Abstract

The rapid advancement in image generation models has predominantly been driven by diffusion models, which have demonstrated unparalleled success in generating high-fidelity, diverse images from textual prompts. Despite their success, diffusion models encounter substantial challenges in the domain of image editing, particularly in executing disentangled edits—changes that target specific attributes of an image while leaving irrelevant parts untouched. In contrast, Generative Adversarial Networks (GANs) have been recognized for their success in disentangled edits through their interpretable latent spaces. We introduce GANTASTIC, a novel framework that takes existing directions from pre-trained GAN models—representative of specific, controllable attributes—and transfers these directions into diffusion-based models. This novel approach not only maintains the generative quality and diversity that diffusion models are known for but also significantly enhances their capability to perform precise, targeted image edits, thereby leveraging the best of both worlds.

Method

After generating a set of N images using StyleGAN, denoted as G(s), and their edited versions, denoted as G(s + Δs), our framework learns a latent direction $d$ that reflects the edits introduced by Δs (e.g. beard) to the pre-trained diffusion model. To effectively learn such a latent direction, we utilize both the denoising network used by the diffusion model, and the CLIP Image Encoder.

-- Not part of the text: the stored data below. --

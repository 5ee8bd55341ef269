//! Plan Validation Integration Tests
//!
//! Exercises the warning taxonomy over realistic snapshots: circular
//! dependencies among considered stories, blocked stories, and
//! dependencies on skipped work.

use cadence_engine::models::graph::{PlanWarning, ValidationResult, WarningType};
use cadence_engine::models::prd::{Story, StoryStatus};
use cadence_engine::services::validation::PlanValidator;

// ============================================================================
// Helpers
// ============================================================================

fn story(id: &str, status: StoryStatus, deps: &[&str]) -> Story {
    let mut s = Story::new(id, format!("Story {id}"));
    s.status = status;
    s.depends_on = deps.iter().map(|d| d.to_string()).collect();
    s
}

fn of_type(result: &ValidationResult, kind: WarningType) -> Vec<&PlanWarning> {
    result
        .warnings
        .iter()
        .filter(|w| w.warning_type == kind)
        .collect()
}

// ============================================================================
// Warning taxonomy
// ============================================================================

#[test]
fn test_clean_snapshot_is_valid() {
    let stories = vec![
        story("schema", StoryStatus::Completed, &[]),
        story("auth", StoryStatus::Pending, &["schema"]),
        story("api", StoryStatus::Pending, &["schema"]),
    ];
    let result = PlanValidator::validate(&stories);
    assert!(result.valid);
    assert!(result.warnings.is_empty());
}

#[test]
fn test_blocked_story_when_blocker_pending() {
    let stories = vec![
        story("schema", StoryStatus::Pending, &[]),
        story("auth", StoryStatus::Pending, &["schema"]),
    ];
    let result = PlanValidator::validate(&stories);
    assert!(!result.valid);

    let blocked = of_type(&result, WarningType::BlockedStory);
    assert_eq!(blocked.len(), 1);
    assert_eq!(blocked[0].story_ids, vec!["auth".to_string()]);
    assert!(blocked[0].message.contains("schema"));
    // schema is scheduled, so it is not a missing dependency
    assert!(of_type(&result, WarningType::MissingDependency).is_empty());
}

#[test]
fn test_blocked_story_when_blocker_in_progress() {
    let stories = vec![
        story("schema", StoryStatus::InProgress, &[]),
        story("auth", StoryStatus::Pending, &["schema"]),
    ];
    let result = PlanValidator::validate(&stories);
    assert_eq!(of_type(&result, WarningType::BlockedStory).len(), 1);
    assert!(of_type(&result, WarningType::MissingDependency).is_empty());
}

#[test]
fn test_missing_dependency_when_blocker_skipped() {
    let stories = vec![
        story("legacy-import", StoryStatus::Skipped, &[]),
        story("reports", StoryStatus::Pending, &["legacy-import"]),
    ];
    let result = PlanValidator::validate(&stories);

    // Both the generic blocked warning and the stricter missing warning
    assert_eq!(of_type(&result, WarningType::BlockedStory).len(), 1);
    let missing = of_type(&result, WarningType::MissingDependency);
    assert_eq!(missing.len(), 1);
    assert_eq!(
        missing[0].story_ids,
        vec!["reports".to_string(), "legacy-import".to_string()]
    );
}

#[test]
fn test_circular_dependency_among_considered() {
    let stories = vec![
        story("a", StoryStatus::Pending, &["b"]),
        story("b", StoryStatus::InProgress, &["c"]),
        story("c", StoryStatus::Pending, &["a"]),
        story("d", StoryStatus::Pending, &[]),
    ];
    let result = PlanValidator::validate(&stories);

    let circular = of_type(&result, WarningType::CircularDependency);
    assert_eq!(circular.len(), 3);
    let named: Vec<&str> = circular
        .iter()
        .map(|w| w.story_ids[0].as_str())
        .collect();
    assert_eq!(named, vec!["a", "b", "c"]);
}

#[test]
fn test_terminal_stories_are_not_considered() {
    // A completed story with an unresolved blocker is nobody's problem
    let stories = vec![
        story("old", StoryStatus::Pending, &[]),
        story("done", StoryStatus::Completed, &["old"]),
    ];
    let result = PlanValidator::validate(&stories);
    assert!(result.valid);
}

#[test]
fn test_orphan_blockers_ignored() {
    let stories = vec![story("auth", StoryStatus::Pending, &["ghost-1", "ghost-2"])];
    let result = PlanValidator::validate(&stories);
    assert!(result.valid);
}

#[test]
fn test_self_dependency_reported() {
    let stories = vec![story("a", StoryStatus::Pending, &["a"])];
    let result = PlanValidator::validate(&stories);
    assert!(!result.valid);
    assert_eq!(of_type(&result, WarningType::CircularDependency).len(), 1);
    assert_eq!(of_type(&result, WarningType::BlockedStory).len(), 1);
}

#[test]
fn test_validation_result_serializes_camel_case() {
    let stories = vec![
        story("schema", StoryStatus::Skipped, &[]),
        story("auth", StoryStatus::Pending, &["schema"]),
    ];
    let result = PlanValidator::validate(&stories);
    let json = serde_json::to_value(&result).unwrap();

    assert_eq!(json["valid"], false);
    assert_eq!(json["warnings"][0]["type"], "blocked_story");
    assert_eq!(json["warnings"][0]["storyIds"][0], "auth");
}
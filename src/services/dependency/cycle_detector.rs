//! Cycle Detection
//!
//! DFS-based circular dependency finder over an adjacency map of resolvable
//! blocker edges. Used by the graph builder and by plan validation.

use std::collections::{HashMap, HashSet};

/// Finds dependency edges that participate in cycles
pub struct CycleDetector;

impl CycleDetector {
    /// Return every `(from, to)` pair that is a genuine edge of `adjacency`
    /// and lies on some cycle.
    ///
    /// `adjacency` maps a story id to its resolvable blocker ids. Blockers
    /// without their own adjacency entry are treated as leaves. Roots are
    /// visited in sorted order so output is deterministic; no claim of
    /// minimality is made.
    pub fn find_cycle_edges(adjacency: &HashMap<String, Vec<String>>) -> Vec<(String, String)> {
        let mut visited: HashSet<&str> = HashSet::new();
        let mut emitted: HashSet<(String, String)> = HashSet::new();
        let mut edges: Vec<(String, String)> = Vec::new();

        let mut roots: Vec<&String> = adjacency.keys().collect();
        roots.sort();

        for root in roots {
            if !visited.contains(root.as_str()) {
                let mut in_stack: HashSet<&str> = HashSet::new();
                let mut path: Vec<&str> = Vec::new();
                Self::dfs(
                    root,
                    adjacency,
                    &mut visited,
                    &mut in_stack,
                    &mut path,
                    &mut emitted,
                    &mut edges,
                );
            }
        }

        edges
    }

    /// Convenience wrapper: unique story ids touched by any cycle, in
    /// first-seen order of the detected edges.
    pub fn find_cycle_story_ids(adjacency: &HashMap<String, Vec<String>>) -> Vec<String> {
        let mut seen = HashSet::new();
        let mut ids = Vec::new();
        for (from, to) in Self::find_cycle_edges(adjacency) {
            if seen.insert(from.clone()) {
                ids.push(from);
            }
            if seen.insert(to.clone()) {
                ids.push(to);
            }
        }
        ids
    }

    fn dfs<'a>(
        node: &'a str,
        adjacency: &'a HashMap<String, Vec<String>>,
        visited: &mut HashSet<&'a str>,
        in_stack: &mut HashSet<&'a str>,
        path: &mut Vec<&'a str>,
        emitted: &mut HashSet<(String, String)>,
        edges: &mut Vec<(String, String)>,
    ) {
        visited.insert(node);
        in_stack.insert(node);
        path.push(node);

        if let Some(blockers) = adjacency.get(node) {
            for blocker in blockers {
                if in_stack.contains(blocker.as_str()) {
                    Self::record_cycle(path, blocker, emitted, edges);
                } else if !visited.contains(blocker.as_str()) {
                    Self::dfs(blocker, adjacency, visited, in_stack, path, emitted, edges);
                }
            }
        }

        path.pop();
        in_stack.remove(node);
    }

    /// Emit the edges of the cycle closed by reaching `entry`, which is
    /// already on the current path: every consecutive pair from its first
    /// occurrence to the path tail, plus the closing back-edge.
    fn record_cycle(
        path: &[&str],
        entry: &str,
        emitted: &mut HashSet<(String, String)>,
        edges: &mut Vec<(String, String)>,
    ) {
        let Some(start) = path.iter().position(|id| *id == entry) else {
            return;
        };

        for pair in path[start..].windows(2) {
            Self::push_edge(pair[0], pair[1], emitted, edges);
        }
        if let Some(tail) = path.last() {
            Self::push_edge(tail, entry, emitted, edges);
        }
    }

    fn push_edge(
        from: &str,
        to: &str,
        emitted: &mut HashSet<(String, String)>,
        edges: &mut Vec<(String, String)>,
    ) {
        let pair = (from.to_string(), to.to_string());
        if emitted.insert(pair.clone()) {
            edges.push(pair);
        }
    }
}
//! Integration Tests Module
//!
//! End-to-end coverage of the planning engine: dependency graph
//! construction, plan validation warnings, and sprint scheduling with
//! candidate repair.


// Plan validator warning taxonomy
mod validation_test;

// Sprint scheduler packing, repair, and determinism
mod scheduler_test;
//! Utilities
//!
//! Shared helpers used across the engine.

pub mod error;

pub use error::{AppError, AppResult};
//! Sprint Plan Models
//!
//! Output structures produced by the sprint scheduler, plus the capacity
//! mode configuration enum.

use serde::{Deserialize, Serialize};

use crate::models::prd::Priority;

/// How sprint capacity is measured
#[derive(Debug, Clone, Copy, PartialEq, Eq, Serialize, Deserialize)]
#[serde(rename_all = "lowercase")]
pub enum CapacityMode {
    /// Each story weighs 1
    Count,
    /// Each story weighs its story-point estimate
    Points,
}

/// Error for capacity mode tokens that are not part of the closed set
#[derive(Debug, Clone, thiserror::Error)]
#[error("Unknown capacity mode '{0}', expected 'count' or 'points'")]
pub struct ParseCapacityModeError(pub String);

impl std::str::FromStr for CapacityMode {
    type Err = ParseCapacityModeError;

    fn from_str(s: &str) -> Result<Self, Self::Err> {
        match s {
            "count" => Ok(CapacityMode::Count),
            "points" => Ok(CapacityMode::Points),
            other => Err(ParseCapacityModeError(other.to_string())),
        }
    }
}

/// A story assigned to a sprint
#[derive(Debug, Clone, Serialize, Deserialize)]
#[serde(rename_all = "camelCase")]
pub struct SprintStory {
    /// Assigned story id
    pub story_id: String,
    /// Story title at scheduling time
    pub title: String,
    /// Story-point estimate
    pub story_points: u32,
    /// Story priority
    pub priority: Priority,
    /// Rationale for the assignment, if any
    pub reason: Option<String>,
}

/// A capacity-bounded execution period
#[derive(Debug, Clone, Serialize, Deserialize)]
#[serde(rename_all = "camelCase")]
pub struct Sprint {
    /// 1-based sequential sprint number
    pub sprint_number: u32,
    /// Stories assigned to this sprint, in assignment order
    pub stories: Vec<SprintStory>,
    /// Summed story weight under the configured capacity mode
    pub total_weight: u32,
}

/// A story that could not be scheduled
#[derive(Debug, Clone, Serialize, Deserialize)]
#[serde(rename_all = "camelCase")]
pub struct UnassignedStory {
    /// Story id
    pub story_id: String,
    /// Story title
    pub title: String,
    /// Why the story was not scheduled
    pub reason: String,
}

/// The complete sprint plan for one PRD
#[derive(Debug, Clone, Serialize, Deserialize)]
#[serde(rename_all = "camelCase")]
pub struct SprintPlan {
    /// Document the plan was built from
    pub prd_id: String,
    /// Sprints numbered sequentially from 1
    pub sprints: Vec<Sprint>,
    /// Stories excluded from scheduling, in snapshot order
    pub unassigned_stories: Vec<UnassignedStory>,
    /// Summed weight across all sprints
    pub total_weight: u32,
    /// Number of sprints in the plan
    pub total_sprints: u32,
}
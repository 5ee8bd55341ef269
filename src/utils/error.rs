//! Error Handling
//!
//! Unified error types for the engine.
//! Uses thiserror for ergonomic error definitions.

use thiserror::Error;

/// Engine-wide error type
#[derive(Error, Debug)]
pub enum AppError {
    /// File I/O errors
    #[error("I/O error: {0}")]
    Io(#[from] std::io::Error),

    /// JSON serialization/deserialization errors
    #[error("Serialization error: {0}")]
    Serialization(#[from] serde_json::Error),

    /// Validation errors
    #[error("Validation error: {0}")]
    Validation(String),

    /// Not found errors
    #[error("Not found: {0}")]
    NotFound(String),

    /// Generic internal errors
    #[error("Internal error: {0}")]
    Internal(String),
}

/// Result type alias for engine errors
pub type AppResult<T> = Result<T, AppError>;

impl AppError {
    /// Create a validation error
    pub fn validation(msg: impl Into<String>) -> Self {
        Self::Validation(msg.into())
    }

    /// Create a not found error
    pub fn not_found(msg: impl Into<String>) -> Self {
        Self::NotFound(msg.into())
    }

    /// Create an internal error
    pub fn internal(msg: impl Into<String>) -> Self {
        Self::Internal(msg.into())
    }
}

/// Convert AppError to a string suitable for IPC responses
impl From<AppError> for String {
    fn from(err: AppError) -> String {
        err.to_string()
    }
}
//! Services
//!
//! Core engine logic. Every entry point is a pure function of its inputs:
//! no I/O, no shared state, safe to call concurrently.

pub mod dependency;
pub mod scheduler;
pub mod validation;

pub use dependency::{
    AnalyzerError, Batch, CycleDetector, DependencyAnalyzer, DependencyGraphBuilder,
    DependencyMetrics,
};
pub use scheduler::{ScheduleError, SchedulerConfig, SprintScheduler};
pub use validation::PlanValidator;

Directions Transferred by GANTASTIC

GANTASTIC successfully transfers editing directions that modify the overall look, including changes in race or aging, as well as more detailed edits that target specific facial attributes, such as eyeglasses or a beard. GANTASTIC can also distinguish among various edits for the same feature underlines the versatility of our approach, providing users with an extensive selection of editing options for individual characteristics, like multiple smile designs or styles of baldness.

Capabilities of GANTASTIC

The proposed framework can successfully learn latent directions from a variety of domains including human faces and dog images. Additioanlly, GANTASTIC enables users to adjust the intensity of the editing effect through a scaling parameter. This functionality gives users the flexibility to either tone down or intensify the impact of a given editing direction. For instance, in the case of the gender edit, users can lessen the effect for a more masculine appearance or enhance it for a more feminine look by applying a negative or positive scale, respectively.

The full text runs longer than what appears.